The secret life of a teacher: what stops me walking away? The children

Mar 14, 2016 by

After 20 years, the job still brings me daily moments of joy – despite the best efforts of Ofsted and the government

During teacher training I observed a class being asked why a horse would be castrated. A child put up his hand and said: “To make it more streamlined, sir.” In that moment, the dynamics of the classroom became very clear. The class laughed. The teacher smiled, then praised the student before rephrasing the question so as to elicit the correct answer and the student still felt valued. This was exactly how my two favourite teachers were when I was at school, and this is what I try to do every day with my pupils: inspire, guide and make them feel valued.

I never aspired to be a teacher. In fact I decided to train to become one to give me more time to think about what I really wanted to do, post-graduation. As it turns out it was my calling. And as with any great calling, it was initially very challenging, which left me feeling drained, unappreciated and ready to quit. Then one day something clicked. These were kids who, on the whole, wanted to be at school, wanted to learn and wanted to better themselves. I knew that I wanted to play a part in that.

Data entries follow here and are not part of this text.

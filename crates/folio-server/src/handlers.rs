//! HTTP request handlers for the Folio service.
//!
//! Upload, status, download and cleanup endpoints using axum.

use crate::orchestrator::{Orchestrator, OrchestratorError, Upload};
use axum::{
    body::Body,
    extract::{multipart::MultipartError, DefaultBodyLimit, Multipart, Path, State},
    http::{header, StatusCode},
    response::{IntoResponse, Json, Response},
    routing::{get, post},
    Router as AxumRouter,
};
use folio_domain::JobSummary;
use serde::{Deserialize, Serialize};
use std::sync::Arc;
use tokio_util::io::ReaderStream;

/// Shared application state
#[derive(Clone)]
pub struct AppState {
    /// Orchestrator behind every route
    pub orchestrator: Arc<Orchestrator>,
    /// Request body limit for uploads
    pub max_upload_bytes: usize,
}

/// Upload response
#[derive(Debug, Serialize, Deserialize)]
pub struct UploadResponse {
    /// Always true
    pub success: bool,
    /// Job identifier for later status and download calls
    pub extraction_id: String,
    /// Extraction summary
    pub results: JobSummary,
}

/// Status response
#[derive(Debug, Serialize, Deserialize)]
pub struct StatusResponse {
    /// Always true
    pub success: bool,
    /// Extraction summary including its timestamp
    pub results: JobSummary,
}

/// Cleanup response
#[derive(Debug, Serialize, Deserialize)]
pub struct CleanupResponse {
    /// Always true
    pub success: bool,
    /// Number of jobs evicted
    pub cleaned: usize,
}

/// Health check response
#[derive(Debug, Serialize, Deserialize)]
pub struct HealthCheckResponse {
    /// Overall health status
    pub status: String,
    /// Number of live jobs
    pub jobs: usize,
}

/// Error response
#[derive(Debug, Serialize)]
pub struct ErrorResponse {
    /// Error message
    pub error: String,
}

/// Application error type
#[derive(Debug)]
pub enum AppError {
    /// Error from the orchestrator
    Orchestrator(OrchestratorError),
    /// Malformed or oversized multipart body
    Multipart(MultipartError),
}

impl IntoResponse for AppError {
    fn into_response(self) -> Response {
        let (status, message) = match self {
            AppError::Orchestrator(e) => {
                let status = match &e {
                    OrchestratorError::Validation(_) => StatusCode::BAD_REQUEST,
                    OrchestratorError::NotFound(_) | OrchestratorError::NoArtifacts => {
                        StatusCode::NOT_FOUND
                    }
                    OrchestratorError::Engine(_)
                    | OrchestratorError::Upload(_)
                    | OrchestratorError::Download(_)
                    | OrchestratorError::Internal(_) => StatusCode::INTERNAL_SERVER_ERROR,
                };
                if status.is_server_error() {
                    tracing::error!("Request failed: {}", e);
                }
                (status, e.to_string())
            }
            AppError::Multipart(e) => (e.status(), format!("Upload error: {}", e.body_text())),
        };

        let body = Json(ErrorResponse { error: message });
        (status, body).into_response()
    }
}

impl From<OrchestratorError> for AppError {
    fn from(e: OrchestratorError) -> Self {
        AppError::Orchestrator(e)
    }
}

impl From<MultipartError> for AppError {
    fn from(e: MultipartError) -> Self {
        AppError::Multipart(e)
    }
}

/// `attachment` disposition with a quoted, header-safe file name
fn attachment(file_name: &str) -> String {
    let safe: String = file_name
        .chars()
        .map(|c| if c == '"' || c == '\\' || c.is_control() { '_' } else { c })
        .collect();
    format!("attachment; filename=\"{}\"", safe)
}

/// POST /upload - Run an extraction on a multipart `file` with an `api_key`
async fn upload(
    State(state): State<AppState>,
    mut multipart: Multipart,
) -> Result<Json<UploadResponse>, AppError> {
    let mut file = None;
    let mut api_key = String::new();

    while let Some(field) = multipart.next_field().await? {
        let name = field.name().unwrap_or("").to_string();
        match name.as_str() {
            "file" => {
                let file_name = field.file_name().unwrap_or("").to_string();
                let contents = field.bytes().await?;
                file = Some(Upload { file_name, contents });
            }
            "api_key" => {
                api_key = field.text().await?;
            }
            _ => {}
        }
    }

    let created = state.orchestrator.create_job(file, &api_key).await?;

    Ok(Json(UploadResponse {
        success: true,
        extraction_id: created.id.to_string(),
        results: created.summary,
    }))
}

/// GET /status/:id - Summary of a live job
async fn status(
    State(state): State<AppState>,
    Path(id): Path<String>,
) -> Result<Json<StatusResponse>, AppError> {
    let results = state.orchestrator.get_job(&id)?;
    Ok(Json(StatusResponse {
        success: true,
        results,
    }))
}

/// GET /download/:id - Every artifact of a job as one zip archive
async fn download_bundle(
    State(state): State<AppState>,
    Path(id): Path<String>,
) -> Result<Response, AppError> {
    let archive = state.orchestrator.download_bundle(&id).await?;
    let disposition = attachment(archive.file_name());
    let size = archive.size();

    let stream = archive
        .into_stream()
        .await
        .map_err(|e| OrchestratorError::Download(e.to_string()))?;

    Ok((
        [
            (header::CONTENT_TYPE, "application/zip".to_string()),
            (header::CONTENT_DISPOSITION, disposition),
            (header::CONTENT_LENGTH, size.to_string()),
        ],
        Body::from_stream(stream),
    )
        .into_response())
}

/// GET /download_csv/:id/:filename - One artifact of a job
async fn download_artifact(
    State(state): State<AppState>,
    Path((id, filename)): Path<(String, String)>,
) -> Result<Response, AppError> {
    let artifact = state.orchestrator.download_artifact(&id, &filename).await?;

    Ok((
        [
            (header::CONTENT_TYPE, "text/csv".to_string()),
            (header::CONTENT_DISPOSITION, attachment(&artifact.file_name)),
            (header::CONTENT_LENGTH, artifact.size.to_string()),
        ],
        Body::from_stream(ReaderStream::new(artifact.file)),
    )
        .into_response())
}

/// GET|POST /cleanup - Evict expired jobs now
async fn cleanup(State(state): State<AppState>) -> Result<Json<CleanupResponse>, AppError> {
    let cleaned = state.orchestrator.sweep().await?;
    Ok(Json(CleanupResponse {
        success: true,
        cleaned,
    }))
}

/// GET /health - Liveness check
async fn health_check(State(state): State<AppState>) -> Json<HealthCheckResponse> {
    Json(HealthCheckResponse {
        status: "healthy".to_string(),
        jobs: state.orchestrator.job_count(),
    })
}

/// Create the axum router with all routes
pub fn create_router(state: AppState) -> AxumRouter {
    let upload_limit = state.max_upload_bytes;

    AxumRouter::new()
        .route(
            "/upload",
            post(upload).layer(DefaultBodyLimit::max(upload_limit)),
        )
        .route("/status/:id", get(status))
        .route("/download/:id", get(download_bundle))
        .route("/download_csv/:id/:filename", get(download_artifact))
        .route("/cleanup", get(cleanup).post(cleanup))
        .route("/health", get(health_check))
        .with_state(state)
}

#[cfg(test)]
mod tests {
    use super::*;

    #[test]
    fn test_attachment_header() {
        assert_eq!(attachment("a.zip"), "attachment; filename=\"a.zip\"");
        assert_eq!(attachment("we\"ird\n.csv"), "attachment; filename=\"we_ird_.csv\"");
    }

    #[test]
    fn test_error_status_mapping() {
        let cases = [
            (OrchestratorError::Validation("x".into()), StatusCode::BAD_REQUEST),
            (OrchestratorError::NotFound("x".into()), StatusCode::NOT_FOUND),
            (OrchestratorError::NoArtifacts, StatusCode::NOT_FOUND),
            (
                OrchestratorError::Engine(folio_engine::EngineError::InvalidCredential),
                StatusCode::INTERNAL_SERVER_ERROR,
            ),
            (OrchestratorError::Internal("x".into()), StatusCode::INTERNAL_SERVER_ERROR),
        ];

        for (error, expected) in cases {
            let response = AppError::from(error).into_response();
            assert_eq!(response.status(), expected);
        }
    }
}
//! Folio Job Store
//!
//! In-memory registry of completed extractions and the packager that serves
//! their artifacts.
//!
//! # Architecture
//!
//! - [`JobStore`]: `JobId → JobEntry` map behind a single `RwLock`. Entries are
//!   immutable and shared as `Arc<JobEntry>`, so readers never hold the lock
//!   while touching the file system.
//! - [`ArtifactPackager`]: Resolves single artifacts and builds zip bundles in
//!   a scratch directory that is removed once the download stream is dropped.
//!
//! # Examples
//!
//! ```
//! use folio_domain::ResultRecord;
//! use folio_store::JobStore;
//!
//! let store = JobStore::new();
//! let id = store.insert(ResultRecord::new("report").with_counts(3, 2, 3)).unwrap();
//!
//! let entry = store.get(id).unwrap();
//! assert_eq!(entry.record.table_count, 3);
//!
//! store.delete(id);
//! store.delete(id); // idempotent
//! assert!(store.get(id).is_err());
//! ```

#![warn(missing_docs)]

mod error;
pub mod packager;
pub mod store;

pub use error::{PackagerError, StoreError};
pub use packager::{ArtifactPackager, BundleArchive, BundleStream, BUNDLE_SUFFIX};
pub use store::{IdGenerator, JobStore, RandomIds};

I teach Spanish to 11- to 16-year-olds in a secondary school that is in one of the most deprived areas of the country. When I first started teaching here it was a failing school, but we are now rated as outstanding. Back then the pressures were all about managing behaviour. Now the focus is performance and accountability: the pupils’, yours and that of the school. This brings a much deeper engagement with parents, which is something I enjoy. Parents are as complex as their offspring but you can be secure in the knowledge that, in the vast majority of cases, they just want their child to be happy, as do I.